Expression pattern of Calretinin during development of the septal nuclei. Expression of CalR in the developing forebrain by ISH. (A–D) CalR expression at E14.5; (A) wholemount ISH, (B) horizontal section, (C) coronal section, and (D) sagittal section. The thalamic eminence (TE) showed a dense distribution of CalR-positive cells at E14.5. (E) Coronal sections from rostral (E.i) to caudal (E.iv) in the E17.5 forebrain. (F) E17.5 sagittal sections at two different levels. A stream of CalR-expressing cells from the TE to the prospective septal area was observed at this stage (arrowheads). (G) Coronal images from P0 mice. (H) P0 sagittal section. In the P0 prospective posterior septal region, the dorsoventral distribution of CalR-positive cells was still observed (arrowheads). (I) P6 coronal image. (J) Sagittal sections from P6 brains at two different levels. Both the TS and BAC were clearly distinguishable until this stage (arrowheads). Insets show a magnified view of the boxed areas. ac, anterior commissure; BAC, bed nuclei of the anterior commissure; ctx, cerebral cortex; di, diencephalon (thalamus); (F) fornix; hp, hippocampus; LV, lateral ventricle; pvt, paraventricular thalamic nucleus; sep, septal nuclei; TE, thalamic eminence; th, thalamus; TS, triangular septal nucleus; 3 V, third ventricle. Scale bars: 500 µm in A-E and 1 mm in F-J.
To study the extratelencephalic origin of CalR-positive cells in the developing septum, we examined the expression of Foxg1, a telencephalic marker gene31, which delineates the anterior border of the TE by repressing TE-related gene expression32. We confirmed that Foxg1 expression was excluded from the E14.5 TE32,33 (Fig. 3A,B). Furthermore, Foxg1 was negative in the CalR-expressing cells along the dorsoventral axis in the E17.5 telencephalon, as determined by ISH for Foxg1 followed by CalR immunostaining (Fig. 3D’, arrowheads). A similar result was also observed in the P0 forebrain of Foxg1lacZ/+ mice (Supplementary Fig. S2). These results further suggested the extratelencephalic origin of the CalR-positive cells. We, therefore, examined the expression pattern of Vglut2, since both the TS and BAC are enriched in glutamatergic projection neurons15,16 (Fig. 1D,E). We found a dense distribution of Vglut2-positive cells in the mantle layer of the E14.5 TE (Fig. 3B,C).
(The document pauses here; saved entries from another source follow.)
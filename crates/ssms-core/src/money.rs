//! # Money Module
//!
//! Integer-cent money and basis-point tax rates.
//!
//! Prices, totals, discounts and taxes are stored as `*_cents` integer
//! columns and carried as [`Money`] in Rust. Decimal text such as `"65000.00"`
//! is only parsed at the edges (seed data, form input) and only formatted for
//! display.
//!
//! ## Usage
//! ```rust
//! use ssms_core::money::{Money, TaxRate};
//!
//! let unit = Money::parse("450.00").unwrap();
//! let line = unit * 2;                        // 900.00
//! let tax = line.calculate_tax(TaxRate::from_bps(500)); // 5%
//! assert_eq!(tax.cents(), 4500);
//! assert_eq!((line + tax).format_with("$"), "$945.00");
//! ```

use serde::{Deserialize, Serialize};
use std::fmt;
use std::iter::Sum;
use std::ops::{Add, AddAssign, Mul, Sub, SubAssign};

use crate::value::Value;

// =============================================================================
// Tax Rate
// =============================================================================

/// Tax rate in basis points: 1 bps = 0.01%, so 1800 = 18%.
#[derive(Debug, Clone, Copy, Default, PartialEq, Eq, Serialize, Deserialize)]
pub struct TaxRate(u32);

impl TaxRate {
    #[inline]
    pub const fn from_bps(bps: u32) -> Self {
        TaxRate(bps)
    }

    /// From a fraction such as the `0.18` used in configuration files.
    pub fn from_fraction(fraction: f64) -> Self {
        TaxRate((fraction * 10_000.0).round().max(0.0) as u32)
    }

    #[inline]
    pub const fn bps(&self) -> u32 {
        self.0
    }

    #[inline]
    pub const fn zero() -> Self {
        TaxRate(0)
    }

    #[inline]
    pub const fn is_zero(&self) -> bool {
        self.0 == 0
    }
}

// =============================================================================
// Money Type
// =============================================================================

/// A monetary amount in cents (the smallest currency unit).
///
/// Signed so refunds and discounts can go negative.
#[derive(
    Debug, Clone, Copy, Default, PartialEq, Eq, PartialOrd, Ord, Hash, Serialize, Deserialize,
)]
pub struct Money(i64);

impl Money {
    #[inline]
    pub const fn from_cents(cents: i64) -> Self {
        Money(cents)
    }

    #[inline]
    pub const fn zero() -> Self {
        Money(0)
    }

    #[inline]
    pub const fn cents(&self) -> i64 {
        self.0
    }

    #[inline]
    pub const fn is_zero(&self) -> bool {
        self.0 == 0
    }

    #[inline]
    pub const fn is_negative(&self) -> bool {
        self.0 < 0
    }

    /// Parses decimal text: `"65000"`, `"65000.5"`, `"65000.00"`, `"-12.30"`.
    ///
    /// More than two fractional digits is rejected rather than rounded.
    ///
    /// ## Example
    /// ```rust
    /// use ssms_core::Money;
    ///
    /// assert_eq!(Money::parse("50000.00").unwrap().cents(), 5_000_000);
    /// assert_eq!(Money::parse("0.5").unwrap().cents(), 50);
    /// assert!(Money::parse("1.005").is_none());
    /// assert!(Money::parse("abc").is_none());
    /// ```
    pub fn parse(text: &str) -> Option<Money> {
        let text = text.trim();
        let (negative, digits) = match text.strip_prefix('-') {
            Some(rest) => (true, rest),
            None => (false, text),
        };
        let (whole, frac) = digits.split_once('.').unwrap_or((digits, ""));
        if whole.is_empty() && frac.is_empty() {
            return None;
        }
        if frac.len() > 2 || !whole.chars().chain(frac.chars()).all(|c| c.is_ascii_digit()) {
            return None;
        }

        let whole: i64 = if whole.is_empty() { 0 } else { whole.parse().ok()? };
        let frac: i64 = match frac.len() {
            0 => 0,
            1 => frac.parse::<i64>().ok()? * 10,
            _ => frac.parse().ok()?,
        };
        let cents = whole.checked_mul(100)?.checked_add(frac)?;
        Some(Money(if negative { -cents } else { cents }))
    }

    /// Tax on this amount, rounded half away from zero to the cent.
    ///
    /// ```rust
    /// use ssms_core::money::{Money, TaxRate};
    ///
    /// // 10.00 at 8.25% = 0.825 → 0.83
    /// assert_eq!(Money::from_cents(1000).calculate_tax(TaxRate::from_bps(825)).cents(), 83);
    /// ```
    pub fn calculate_tax(&self, rate: TaxRate) -> Money {
        Money(scale_bps(self.0, rate.bps()))
    }

    /// Amount after taking `discount_bps` off.
    pub fn apply_percentage_discount(&self, discount_bps: u32) -> Money {
        Money(self.0 - scale_bps(self.0, discount_bps))
    }

    /// Gross margin of selling at `self` against `cost`, in basis points of
    /// the selling price. `None` when the selling price is zero.
    pub fn margin_bps(&self, cost: Money) -> Option<i64> {
        if self.0 == 0 {
            return None;
        }
        let profit = (self.0 - cost.0) as i128 * 10_000;
        Some((profit / self.0 as i128) as i64)
    }

    /// Formats with a currency symbol: `₹65000.00`, `-$12.30`.
    pub fn format_with(&self, symbol: &str) -> String {
        let sign = if self.0 < 0 { "-" } else { "" };
        let abs = self.0.unsigned_abs();
        format!("{}{}{}.{:02}", sign, symbol, abs / 100, abs % 100)
    }
}

/// amount × bps / 10000, rounded half away from zero.
fn scale_bps(amount: i64, bps: u32) -> i64 {
    let product = amount as i128 * bps as i128;
    let rounded = if product >= 0 {
        (product + 5_000) / 10_000
    } else {
        (product - 5_000) / 10_000
    };
    rounded as i64
}

// =============================================================================
// Trait Implementations
// =============================================================================

/// Plain decimal, no symbol: `65000.00`.
impl fmt::Display for Money {
    fn fmt(&self, f: &mut fmt::Formatter<'_>) -> fmt::Result {
        f.write_str(&self.format_with(""))
    }
}

impl Add for Money {
    type Output = Self;

    #[inline]
    fn add(self, other: Self) -> Self {
        Money(self.0 + other.0)
    }
}

impl AddAssign for Money {
    #[inline]
    fn add_assign(&mut self, other: Self) {
        self.0 += other.0;
    }
}

impl Sub for Money {
    type Output = Self;

    #[inline]
    fn sub(self, other: Self) -> Self {
        Money(self.0 - other.0)
    }
}

impl SubAssign for Money {
    #[inline]
    fn sub_assign(&mut self, other: Self) {
        self.0 -= other.0;
    }
}

/// Quantity multiplication.
impl Mul<i64> for Money {
    type Output = Self;

    #[inline]
    fn mul(self, qty: i64) -> Self {
        Money(self.0 * qty)
    }
}

impl Sum for Money {
    fn sum<I: Iterator<Item = Money>>(iter: I) -> Self {
        iter.fold(Money::zero(), Add::add)
    }
}

/// Money binds as its cent count.
impl From<Money> for Value {
    fn from(m: Money) -> Self {
        Value::Int(m.cents())
    }
}

// =============================================================================
// Unit Tests
// =============================================================================

#[cfg(test)]
mod tests {
    use super::*;

    #[test]
    fn test_parse() {
        assert_eq!(Money::parse("65000.00"), Some(Money::from_cents(6_500_000)));
        assert_eq!(Money::parse(" 450 "), Some(Money::from_cents(45_000)));
        assert_eq!(Money::parse("-12.3"), Some(Money::from_cents(-1_230)));
        assert_eq!(Money::parse(".75"), Some(Money::from_cents(75)));
        assert_eq!(Money::parse(""), None);
        assert_eq!(Money::parse("."), None);
        assert_eq!(Money::parse("1.234"), None);
        assert_eq!(Money::parse("1,000.00"), None);
    }

    #[test]
    fn test_format() {
        assert_eq!(Money::from_cents(6_500_000).format_with("₹"), "₹65000.00");
        assert_eq!(Money::from_cents(-1_230).format_with("$"), "-$12.30");
        assert_eq!(Money::from_cents(5).to_string(), "0.05");
    }

    #[test]
    fn test_tax_rounding() {
        let rate = TaxRate::from_bps(825);
        assert_eq!(Money::from_cents(1000).calculate_tax(rate).cents(), 83);
        assert_eq!(Money::from_cents(-1000).calculate_tax(rate).cents(), -83);
        assert_eq!(Money::from_cents(1000).calculate_tax(TaxRate::zero()).cents(), 0);
        assert_eq!(TaxRate::from_fraction(0.18).bps(), 1800);
    }

    #[test]
    fn test_discount_and_margin() {
        let price = Money::from_cents(10_000);
        assert_eq!(price.apply_percentage_discount(1000).cents(), 9_000);

        // Laptop: cost 50000.00, sells 65000.00 → 23.07% margin
        let selling = Money::from_cents(6_500_000);
        let cost = Money::from_cents(5_000_000);
        assert_eq!(selling.margin_bps(cost), Some(2307));
        assert_eq!(Money::zero().margin_bps(cost), None);
    }

    #[test]
    fn test_arithmetic_and_sum() {
        let total: Money = [500, 250, 1]
            .into_iter()
            .map(Money::from_cents)
            .sum();
        assert_eq!(total.cents(), 751);
        assert_eq!((Money::from_cents(45_000) * 2).cents(), 90_000);

        let mut running = Money::from_cents(100);
        running -= Money::from_cents(150);
        assert!(running.is_negative());
        assert_eq!(Value::from(running), Value::Int(-50));
    }
}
At E17.5, the distribution pattern of Vglut2, but not Gad67, overlapped with the CalR-positive cells in the developing septum (Fig. 3E’, Supplementary Fig. S3, arrowheads), indicating that these CalR-positive cells may be glutamatergic neuronal lineages. Taken together, these observations suggest that CalR-positive cells may take a rostrodorsal migratory path from the TE and may be destined to become TS and BAC neurons in the adult septum.
CalR-positive cell populations have a diencephalic identity. (A–C) ISH for Foxg1 (A), CalR (B), and Vglut2 (C) in the E14.5 forebrain. Vglut2, but not Foxg1, was expressed in the TE marked by CalR expression. (D,E) ISH for Foxg1 (D) or Vglut2 (E) followed by CalR immunostaining. CalR-expressing cell populations expressed Vglut2, but not Foxg1 (arrowheads). Boxed areas in D and E are magnified in D’ and E’, respectively. TE, thalamic eminence; VZ, ventricular zone. Scale bars: 200 µm in A-C and 500 µm in D,E.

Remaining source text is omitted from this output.